To start, the FDA defines design verification as activities that are performed to provide evidence that design outputs meet design input requirements, or that specified requirements have been fulfilled. This typically includes testing, inspections, and measurements but can also include analyses like fault tree or thermal. Manufacturers should apply whatever verification techniques are generally accepted practices for the technology integrated into their device.1 The biggest pitfall manufacturers find themselves in when it comes to design verification is writing vague, un-testable design inputs. This leads itself to make verification activities cumbersome and, sometimes, near impossible. Development teams should keep verification in mind when defining design inputs because they will have to test them down the road. Design inputs that are specific, clear, and actionable will lend themselves to be easily testable and thus make the whole process much easier for the team. The earlier the development team starts thinking about testing, the better the outcome.

The next half of “V&V” is design validation, which is defined by the FDA as “establishing by objective evidence that device specifications conform with user needs and intended use(s).”2 This is the part of the product development where you prove your device meets the user needs and intended uses defined in the beginning stages of the process. Design validation testing should include everything from the device itself, to the instructions for use and the packaging. This phase of product development intends to make sure that your device, and every component of it, fulfills intended use. The device should be validated either under simulated or actual use and include intended environmental conditions.

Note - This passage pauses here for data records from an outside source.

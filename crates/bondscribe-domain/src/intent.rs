//! Intent labels for chat message routing

/// Classification tag routing a chat message to a handling workflow
///
/// Which labels are in play depends on the instruction set the classifier
/// is configured with:
/// - bid/offer: `BidRequest`, `OfferRequest`, `General`
/// - quote: `QuoteRequest`, `General`
#[derive(Debug, Clone, Copy, PartialEq, Eq, Hash)]
pub enum IntentLabel {
    /// The sender wants to buy, or asks for a bid price
    BidRequest,

    /// The sender wants to sell, or asks for an offer price
    OfferRequest,

    /// The sender asks for a quote
    QuoteRequest,

    /// Intent is unclear
    General,
}

impl IntentLabel {
    /// Get the label as it appears in model output
    pub fn as_str(&self) -> &'static str {
        match self {
            IntentLabel::BidRequest => "BidRequest",
            IntentLabel::OfferRequest => "OfferRequest",
            IntentLabel::QuoteRequest => "QuoteRequest",
            IntentLabel::General => "General",
        }
    }

    /// Parse a label, ignoring case and surrounding quotes or punctuation
    pub fn parse(s: &str) -> Option<Self> {
        let cleaned = s.trim_matches(|c: char| {
            c.is_whitespace() || c == '"' || c == '\'' || c == '.' || c == '`'
        });
        match cleaned.to_lowercase().as_str() {
            "bidrequest" => Some(IntentLabel::BidRequest),
            "offerrequest" => Some(IntentLabel::OfferRequest),
            "quoterequest" => Some(IntentLabel::QuoteRequest),
            "general" => Some(IntentLabel::General),
            _ => None,
        }
    }
}

impl std::fmt::Display for IntentLabel {
    fn fmt(&self, f: &mut std::fmt::Formatter<'_>) -> std::fmt::Result {
        f.write_str(self.as_str())
    }
}

impl std::str::FromStr for IntentLabel {
    type Err = String;

    fn from_str(s: &str) -> Result<Self, Self::Err> {
        Self::parse(s).ok_or_else(|| format!("Invalid intent label: {}", s))
    }
}
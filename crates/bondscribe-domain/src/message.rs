//! Chat message types exchanged with an LLM provider

use serde::{Deserialize, Serialize};

/// Role of a message in a chat conversation
#[derive(Debug, Clone, Copy, PartialEq, Eq, Hash, Serialize, Deserialize)]
#[serde(rename_all = "lowercase")]
pub enum Role {
    /// Instructions for the model
    System,
    /// End-user input
    User,
    /// Model output from an earlier turn
    Assistant,
}

/// A role-tagged message
#[derive(Debug, Clone, PartialEq, Eq, Serialize, Deserialize)]
pub struct ChatMessage {
    /// Who is speaking
    pub role: Role,
    /// Message text
    pub content: String,
}

impl ChatMessage {
    /// Create a system message
    pub fn system(content: impl Into<String>) -> Self {
        Self {
            role: Role::System,
            content: content.into(),
        }
    }

    /// Create a user message
    pub fn user(content: impl Into<String>) -> Self {
        Self {
            role: Role::User,
            content: content.into(),
        }
    }
}

/// A single completion call: ordered messages, model id, and sampling temperature
#[derive(Debug, Clone, PartialEq)]
pub struct CompletionRequest {
    /// Conversation, oldest first
    pub messages: Vec<ChatMessage>,
    /// Model identifier understood by the provider
    pub model: String,
    /// Sampling temperature; low values are near-deterministic
    pub temperature: f32,
}

impl CompletionRequest {
    /// Create a request
    pub fn new(messages: Vec<ChatMessage>, model: impl Into<String>, temperature: f32) -> Self {
        Self {
            messages,
            model: model.into(),
            temperature,
        }
    }

    /// Content of the last message, used by test doubles to route responses
    pub fn last_content(&self) -> &str {
        self.messages
            .last()
            .map(|m| m.content.as_str())
            .unwrap_or("")
    }
}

Even seasoned medical device firms can sometimes struggle with “V&V”. Not only is it important to understand the functional differences between verification and validation, but also how activities for each one should be completed and documented. If you need help with medical device product development, EMMA International has a team of in-house design controls experts that can help. Contact us at 248-987-4497 or email info@emmainternational.com to see how we can help your team get your device to market!

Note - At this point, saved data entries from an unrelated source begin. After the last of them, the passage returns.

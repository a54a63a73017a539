//! CLI command definitions and argument parsing.

use bondscribe_extractor::InstructionSet;
use clap::{Parser, Subcommand};
use std::path::PathBuf;

/// Bondscribe CLI - Extract bond details and classify trading chat messages.
#[derive(Debug, Parser)]
#[command(name = "bondscribe")]
#[command(version, about, long_about = None)]
pub struct Cli {
    /// Output format
    #[arg(short, long, value_enum, global = true)]
    pub format: Option<CliFormat>,

    /// Disable colored output
    #[arg(long, global = true)]
    pub no_color: bool,

    /// Configuration file path
    #[arg(short, long, global = true)]
    pub config: Option<PathBuf>,

    /// API key (defaults to the environment variable named in the config)
    #[arg(long, global = true)]
    pub api_key: Option<String>,

    /// Model identifier
    #[arg(short, long, global = true)]
    pub model: Option<String>,

    /// Log pipeline diagnostics to stderr
    #[arg(short, long, global = true)]
    pub verbose: bool,

    #[command(subcommand)]
    pub command: Option<Command>,
}

/// Output format options.
#[derive(Debug, Clone, Copy, clap::ValueEnum)]
pub enum CliFormat {
    /// Pretty-printed JSON (default)
    Json,
    /// Field/value table
    Table,
}

/// CLI commands.
#[derive(Debug, Subcommand)]
pub enum Command {
    /// Extract bond details from text or a file
    Extract(ExtractArgs),

    /// Classify a message by intent
    Classify(ClassifyArgs),

    /// Enter interactive REPL mode
    Repl(ReplArgs),
}

/// Arguments for the extract command.
#[derive(Debug, Parser)]
pub struct ExtractArgs {
    /// Message text (read from stdin when neither text nor --file is given)
    pub text: Vec<String>,

    /// Read the message from a file
    #[arg(short = 'i', long, conflicts_with = "text")]
    pub file: Option<PathBuf>,

    /// Skip the LLM and run the regex extractor only
    #[arg(long)]
    pub offline: bool,
}

/// Arguments for the classify command.
#[derive(Debug, Parser)]
pub struct ClassifyArgs {
    /// Message text
    #[arg(required = true)]
    pub text: Vec<String>,

    /// Instruction set (defaults to the configured one)
    #[arg(short = 's', long, value_enum)]
    pub instructions: Option<InstructionArg>,
}

/// Arguments for the repl command.
#[derive(Debug, Default, Parser)]
pub struct ReplArgs {
    /// What each input line is used for
    #[arg(long, value_enum, default_value = "extract")]
    pub mode: ReplMode,

    /// Instruction set for classify mode (defaults to the configured one)
    #[arg(short = 's', long, value_enum)]
    pub instructions: Option<InstructionArg>,
}

/// REPL modes.
#[derive(Debug, Default, Clone, Copy, PartialEq, Eq, clap::ValueEnum)]
pub enum ReplMode {
    /// Extract bond details from each line
    #[default]
    Extract,
    /// Classify each line by intent
    Classify,
}

/// Instruction set argument.
#[derive(Debug, Clone, Copy, clap::ValueEnum)]
pub enum InstructionArg {
    /// BidRequest / OfferRequest / General
    BidOffer,
    /// QuoteRequest / General
    Quote,
}

impl From<CliFormat> for crate::config::OutputFormat {
    fn from(format: CliFormat) -> Self {
        match format {
            CliFormat::Json => crate::config::OutputFormat::Json,
            CliFormat::Table => crate::config::OutputFormat::Table,
        }
    }
}

impl From<InstructionArg> for InstructionSet {
    fn from(arg: InstructionArg) -> Self {
        match arg {
            InstructionArg::BidOffer => InstructionSet::BidOffer,
            InstructionArg::Quote => InstructionSet::Quote,
        }
    }
}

1FDA (March 1997) Design Control Guidance for Medical Device Manufacturers retrieved on 09/21/2020 from: https://www.fda.gov/media/116573/download

2FDA (April 2019) 21 CFR 820.3 Definitions retrieved on 09/21/2020 from: https://www.accessdata.fda.gov/scripts/cdrh/cfdocs/cfCFR/CFRSearch.cfm?fr=820.3

Madison Green

Madison Green

Director of Technical Operations - Mrs. Green serves as EMMA International’s Director of Technical Operations. She has experience in technical writing, nonconforming product management, issue evaluations, and implementing corrective and preventative actions in the pharmaceuticals and medical device industries. She has experience cross-functionally between R&D, lean manufacturing operations, and RA compliance. Mrs. Green also has academic and work experience with human health-risk engineering controls, physiological biophysics, and clinical research. Mrs. Green holds a Bachelor of Science in Biosystems Engineering with a concentration in Biomedical Engineering from Michigan State University. She is also a Certified Quality Auditor (CQA), and is currently pursuing her M.S. in Quality Management.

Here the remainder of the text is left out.